The big question is, will the plant give its macabre display of smells, heat and color before students pack up and head home for the holidays and campus closes for the winter break?

“Probably,” says Paul Cooper, the Cornell University Agricultural Experiment Station greenhouse grower who cares for the plant in the Liberty Hyde Bailey Conservatory on Tower Road, adjacent to the Plant Science Building. “But it’s next to impossible to predict exactly when until a few days before flowering.”

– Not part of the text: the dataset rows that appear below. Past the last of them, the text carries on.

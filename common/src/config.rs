use std::fs::File;
use std::io::BufReader;
use std::path::{Path, PathBuf};

use serde::{Deserialize, Serialize};

use crate::error::{PipelineError, Result};
use crate::types::{FillStrategy, Order, OutputType};

/// A daily price file and what to produce from it
#[derive(Debug, Clone, PartialEq, Serialize, Deserialize)]
pub struct InputSpec {
    pub path: PathBuf,
    pub output_type: OutputType,
}

impl InputSpec {
    pub fn new(path: impl Into<PathBuf>, output_type: OutputType) -> Self {
        Self {
            path: path.into(),
            output_type,
        }
    }
}

/// Benchmark file defining the target date grid
#[derive(Debug, Clone, PartialEq, Serialize, Deserialize)]
#[serde(default)]
pub struct TargetConfig {
    pub path: PathBuf,
    /// Field separator; `None` splits on whitespace
    pub separator: Option<char>,
    pub header_lines: usize,
    pub header_index: Option<usize>,
    /// Benchmark portfolio columns kept in the targets matrix
    pub columns: Vec<usize>,
}

impl Default for TargetConfig {
    fn default() -> Self {
        Self {
            path: PathBuf::from("./raw/FF6Portfolios.txt"),
            separator: None,
            header_lines: 3,
            header_index: Some(1),
            columns: vec![1, 4, 7, 10, 13, 16],
        }
    }
}

/// Pipeline parameters
#[derive(Debug, Clone, PartialEq, Serialize, Deserialize)]
#[serde(default)]
pub struct PipelineConfig {
    pub inputs: Vec<InputSpec>,
    pub target: TargetConfig,
    /// Risk-free series already matched to the target, annual percent
    pub risk_free_path: Option<PathBuf>,
    pub risk_free_separator: Option<char>,
    pub input_separator: Option<char>,
    pub input_header_lines: usize,
    pub order: Order,
    pub fill: FillStrategy,
    pub output_dir: PathBuf,
    pub save_mat: bool,
    pub mat_file_name: String,
}

impl Default for PipelineConfig {
    fn default() -> Self {
        let inputs = [
            ("./raw/GoldSilver.csv", OutputType::Returns),
            ("./raw/Nasdaq.csv", OutputType::Returns),
            ("./raw/NYSE_Composite.csv", OutputType::Returns),
            ("./raw/Treasury10yr.csv", OutputType::Prices),
            ("./raw/Treasury_5year.csv", OutputType::Prices),
            ("./raw/VIX.csv", OutputType::Returns),
            ("./raw/SP500_Revised.csv", OutputType::Premiums),
        ]
        .into_iter()
        .map(|(path, output_type)| InputSpec::new(path, output_type))
        .collect();

        Self {
            inputs,
            target: TargetConfig::default(),
            risk_free_path: Some(PathBuf::from("./returns/Libor_returns.csv")),
            risk_free_separator: Some(','),
            input_separator: Some(','),
            input_header_lines: 1,
            order: Order::Chronological,
            fill: FillStrategy::Sequential,
            output_dir: PathBuf::from("."),
            save_mat: true,
            mat_file_name: "All_variables_matched.mat".to_string(),
        }
    }
}

impl PipelineConfig {
    /// Load a configuration from a JSON file. Missing keys take default values.
    pub fn from_json_file(path: &Path) -> Result<Self> {
        let file = File::open(path)?;
        let config: Self = serde_json::from_reader(BufReader::new(file))?;
        Ok(config)
    }

    /// Check constraints that cannot be expressed by the types alone
    pub fn validate(&self) -> Result<()> {
        if self.inputs.is_empty() {
            return Err(PipelineError::InvalidConfig(
                "no input files configured".to_string(),
            ));
        }

        if self.risk_free_path.is_none() {
            if let Some(input) = self
                .inputs
                .iter()
                .find(|i| i.output_type == OutputType::Premiums)
            {
                return Err(PipelineError::InvalidConfig(format!(
                    "{:?} requests premiums but no risk-free path is set",
                    input.path
                )));
            }
        }

        if self.save_mat && self.mat_file_name.is_empty() {
            return Err(PipelineError::InvalidConfig(
                "mat file name is empty".to_string(),
            ));
        }

        Ok(())
    }

    pub fn with_inputs(mut self, inputs: Vec<InputSpec>) -> Self {
        self.inputs = inputs;
        self
    }

    pub fn with_target_path(mut self, path: impl Into<PathBuf>) -> Self {
        self.target.path = path.into();
        self
    }

    pub fn with_risk_free(mut self, path: Option<PathBuf>) -> Self {
        self.risk_free_path = path;
        self
    }

    pub fn with_output_dir(mut self, dir: impl Into<PathBuf>) -> Self {
        self.output_dir = dir.into();
        self
    }

    pub fn with_order(mut self, order: Order) -> Self {
        self.order = order;
        self
    }

    pub fn with_fill(mut self, fill: FillStrategy) -> Self {
        self.fill = fill;
        self
    }

    pub fn without_mat(mut self) -> Self {
        self.save_mat = false;
        self
    }
}
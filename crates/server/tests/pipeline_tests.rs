use arc_swap::ArcSwap;
use async_trait::async_trait;
use axum::Router;
use axum::body::Body;
use axum::http::{HeaderMap, Method, Request, StatusCode, header};
use bytes::Bytes;
use chrono::{DateTime, Duration, Utc};
use serde_json::{Value, json};
use std::collections::BTreeSet;
use std::sync::Arc;
use std::sync::atomic::{AtomicBool, AtomicUsize, Ordering};
use std::task::Poll;
use tower::ServiceExt;
use warden_core::auth::{AuthContext, AuthError, AuthResolver, JwtAuthResolver, Role, issue_token};
use warden_core::config::{Config, FailMode};
use warden_core::error::StoreError;
use warden_core::jobs::{JobRegistry, MemoryJobStore};
use warden_core::profile::MemoryProfileStore;
use warden_core::rate_limit::{MemoryRateLimitStore, RateLimitStore, RateLimitTier, WindowCount};
use warden_core::validation::{Field, Schema};
use warden_server::middleware::request_context::request_context_middleware;
use warden_server::pipeline::{HandlerInput, RouteOptions, Secured, secure};
use warden_server::{AppState, Services, response};

const JWT_SECRET: &str = "pipeline-test-secret";

// ---------------------------------------------------------------------------
// Instrumented collaborators
// ---------------------------------------------------------------------------

#[derive(Default)]
struct CountingStore {
    inner: MemoryRateLimitStore,
    hits: AtomicUsize,
}

#[async_trait]
impl RateLimitStore for CountingStore {
    async fn hit(
        &self,
        key: &str,
        window: Duration,
        now: DateTime<Utc>,
    ) -> Result<WindowCount, StoreError> {
        self.hits.fetch_add(1, Ordering::SeqCst);
        self.inner.hit(key, window, now).await
    }
}

struct BrokenStore;

#[async_trait]
impl RateLimitStore for BrokenStore {
    async fn hit(
        &self,
        _key: &str,
        _window: Duration,
        _now: DateTime<Utc>,
    ) -> Result<WindowCount, StoreError> {
        Err(StoreError::Unavailable("connection refused".into()))
    }
}
use crate::AppState;
use crate::pipeline::{HandlerInput, RouteOptions, secure};
use crate::response;
use axum::http::Method;
use axum::response::Response;
use axum::routing::MethodRouter;
use chrono::Utc;
use warden_core::error::ApiError;
use warden_core::profile::{Profile, ProfileUpdate};
use warden_core::rate_limit::RateLimitTier;
use warden_core::validation::{Field, Schema};

/// `GET /v1/profile` reads and `PATCH` edits the caller's own profile.
pub fn routes() -> MethodRouter<AppState> {
    secure(
        RouteOptions::new().require_permissions(["profile:read"]),
        get_profile,
    )
    .and(secure(
        RouteOptions::new()
            .methods([Method::PATCH])
            .rate_limit(RateLimitTier::Heavy)
            .limit_by_method()
            .require_permissions(["profile:write"])
            .body_schema(
                Schema::new()
                    .field("displayName", Field::string().min_len(1).max_len(80))
                    .field("bio", Field::string().max_len(500)),
            ),
        update_profile,
    ))
    .into_method_router()
}

async fn get_profile(state: AppState, input: HandlerInput) -> Result<Response, ApiError> {
    let auth = input.auth()?;
    let profile = state
        .profiles
        .get(&auth.user_id)
        .await?
        .unwrap_or_else(|| Profile::empty(auth.user_id.clone(), auth.email.clone()));
    Ok(response::ok(profile))
}

async fn update_profile(state: AppState, input: HandlerInput) -> Result<Response, ApiError> {
    let auth = input.auth()?;
    let update: ProfileUpdate = input.body_as()?;

    let mut profile = state
        .profiles
        .get(&auth.user_id)
        .await?
        .unwrap_or_else(|| Profile::empty(auth.user_id.clone(), auth.email.clone()));
    if let Some(name) = update.display_name {
        profile.display_name = Some(name.trim().to_string());
    }
    if let Some(bio) = update.bio {
        profile.bio = Some(bio);
    }
    profile.updated_at = Utc::now();

    let saved = state.profiles.upsert(profile).await?;
    tracing::info!(user_id = %auth.user_id, request_id = %input.ctx.request_id, "Profile updated");
    Ok(response::ok(saved))
}
use super::Job;
use async_trait::async_trait;
use serde::Serialize;
use serde_json::Value;
use std::collections::{BTreeSet, HashMap};
use std::future::Future;
use std::sync::Arc;

/// Static routing and retry settings of a job name.
#[derive(Debug, Clone, PartialEq, Eq, Serialize)]
#[serde(rename_all = "camelCase")]
pub struct JobDefinition {
    pub queue: String,
    pub max_attempts: u32,
    /// Higher runs first.
    pub priority: i32,
}

impl JobDefinition {
    pub fn new(queue: impl Into<String>, max_attempts: u32, priority: i32) -> Self {
        Self {
            queue: queue.into(),
            max_attempts: max_attempts.max(1),
            priority,
        }
    }
}

/// Business logic of a job. Errors and panics count as a failed attempt.
#[async_trait]
pub trait JobHandler: Send + Sync {
    async fn handle(&self, job: &Job) -> anyhow::Result<Value>;
}

/// Adapter turning an async closure into a [`JobHandler`].
pub struct FnHandler<F>(F);

pub fn handler_fn<F, Fut>(f: F) -> FnHandler<F>
where
    F: Fn(Job) -> Fut + Send + Sync,
    Fut: Future<Output = anyhow::Result<Value>> + Send,
{
    FnHandler(f)
}

#[async_trait]
impl<F, Fut> JobHandler for FnHandler<F>
where
    F: Fn(Job) -> Fut + Send + Sync,
    Fut: Future<Output = anyhow::Result<Value>> + Send,
{
    async fn handle(&self, job: &Job) -> anyhow::Result<Value> {
        (self.0)(job.clone()).await
    }
}

struct RegisteredJob {
    definition: JobDefinition,
    handler: Arc<dyn JobHandler>,
}

/// Table of every job name the system accepts. Dispatch of a name missing
/// here is rejected before anything reaches the store.
#[derive(Default)]
pub struct JobRegistry {
    entries: HashMap<String, RegisteredJob>,
}

impl JobRegistry {
    pub fn new() -> Self {
        Self::default()
    }

    pub fn register(
        mut self,
        name: impl Into<String>,
        definition: JobDefinition,
        handler: impl JobHandler + 'static,
    ) -> Self {
        let name = name.into();
        if self.entries.contains_key(&name) {
            tracing::warn!(job = %name, "Job registered twice, replacing previous definition");
        }
        self.entries.insert(
            name,
            RegisteredJob {
                definition,
                handler: Arc::new(handler),
            },
        );
        self
    }

    pub fn definition(&self, name: &str) -> Option<&JobDefinition> {
        self.entries.get(name).map(|e| &e.definition)
    }

    pub fn handler(&self, name: &str) -> Option<Arc<dyn JobHandler>> {
        self.entries.get(name).map(|e| e.handler.clone())
    }

    pub fn contains(&self, name: &str) -> bool {
        self.entries.contains_key(name)
    }

    /// Registered names with their definitions, sorted by name.
    pub fn definitions(&self) -> Vec<(String, JobDefinition)> {
        let mut defs: Vec<_> = self
            .entries
            .iter()
            .map(|(name, e)| (name.clone(), e.definition.clone()))
            .collect();
        defs.sort_by(|a, b| a.0.cmp(&b.0));
        defs
    }

    /// Every queue some registered job routes to.
    pub fn queues(&self) -> Vec<String> {
        self.entries
            .values()
            .map(|e| e.definition.queue.clone())
            .collect::<BTreeSet<_>>()
            .into_iter()
            .collect()
    }

    pub fn len(&self) -> usize {
        self.entries.len()
    }

    pub fn is_empty(&self) -> bool {
        self.entries.is_empty()
    }
}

Titan arums (Amorphophallus titanum) produce the largest unbranched inflorescence (flowering structure) in the plant world. And they are famous for producing a foul stench redolent of a rotting animal carcass when they bloom to attract pollinating flies and beetles. The gruesome display earns the plants the moniker “corpse flowers.”

Predicting precisely when the plant will bloom is complicated by cooler greenhouse temperatures and lower light intensities than what the tropical plant is adapted to in its native Sumatra, where it is threatened by habitat loss.

“Low temperatures and light intensities will likely slow the growth of the inflorescence,” says plant biology professor Karl Niklas. “It’s like a chemical reaction that depends on having the right temperatures and light conditions to proceed optimally.”

As of Dec. 13, Wee Stinky stood 85 inches tall and was growing 3 to 4 inches daily. The plant reached 87 inches when it last bloomed in 2016. There is reason to suspect that it may grow taller this year: The underground corm – a structure similar to a flower bulb – that stores the plant’s energy increased in size considerably during the plant’s vegetative stage between flowerings. Carolus, the other Titan arum and Wee Stinky’s sibling, is currently in a vegetable stage, with its single leaf topping the rafters in the conservatory.

Cooper’s skill in coaxing these plants to flower every two years or so under the conservatory’s controlled conditions presents the opportunity to study the flowering behavior of this remarkable plant, said Niklas.

Titan arums typically start opening late in the day so that they are fully open and aromatic at night. During flowering, the plants reach internal temperatures of more than 100 degrees to create a chimneylike effect that wafts the pollinator-attracting stench far and wide. The shorter winter days may cause the blossom to start opening earlier in the afternoon and could cause the plant to burn itself out, shortening the already brief event that usually lasts just two days, said Niklas.

The Liberty Hyde Bailey Conservatory is open to the public weekdays from 10 a.m. to 3 p.m. If the flowering happens before campus closes Dec. 21, hours will be extended into the evening to accommodate visitors. Otherwise, a stinkless flowering can be seen on a livestream available at the conservatory’s website. You can also sign up for email updates to be notified when flowering commences.

The Titan arum is not the only unique plant on campus. Angraecum sesquipedale (also known as Darwin’s orchid and Star of Bethlehem orchid) is also in flower at the conservatory. When Charles Darwin first observed the flower in 1862, he predicted there must be a species of moth with a proboscis capable of extending deep into the flower’s foot-long spur petal to reach the nectar reserves at its tip. That moth, named Xanthopan morganii praedicta (or “predicted moth”), was discovered in 1903.

The orchid and arums are just two of about 600 species from 144 different plant families and 347 genera on display in the conservatory, which is the living collection of the Liberty Hyde Bailey Hortorium in the Plant Biology Section of the School of Integrative Plant Science. The conservatory and is maintained by the Cornell University Agricultural Experiment Station.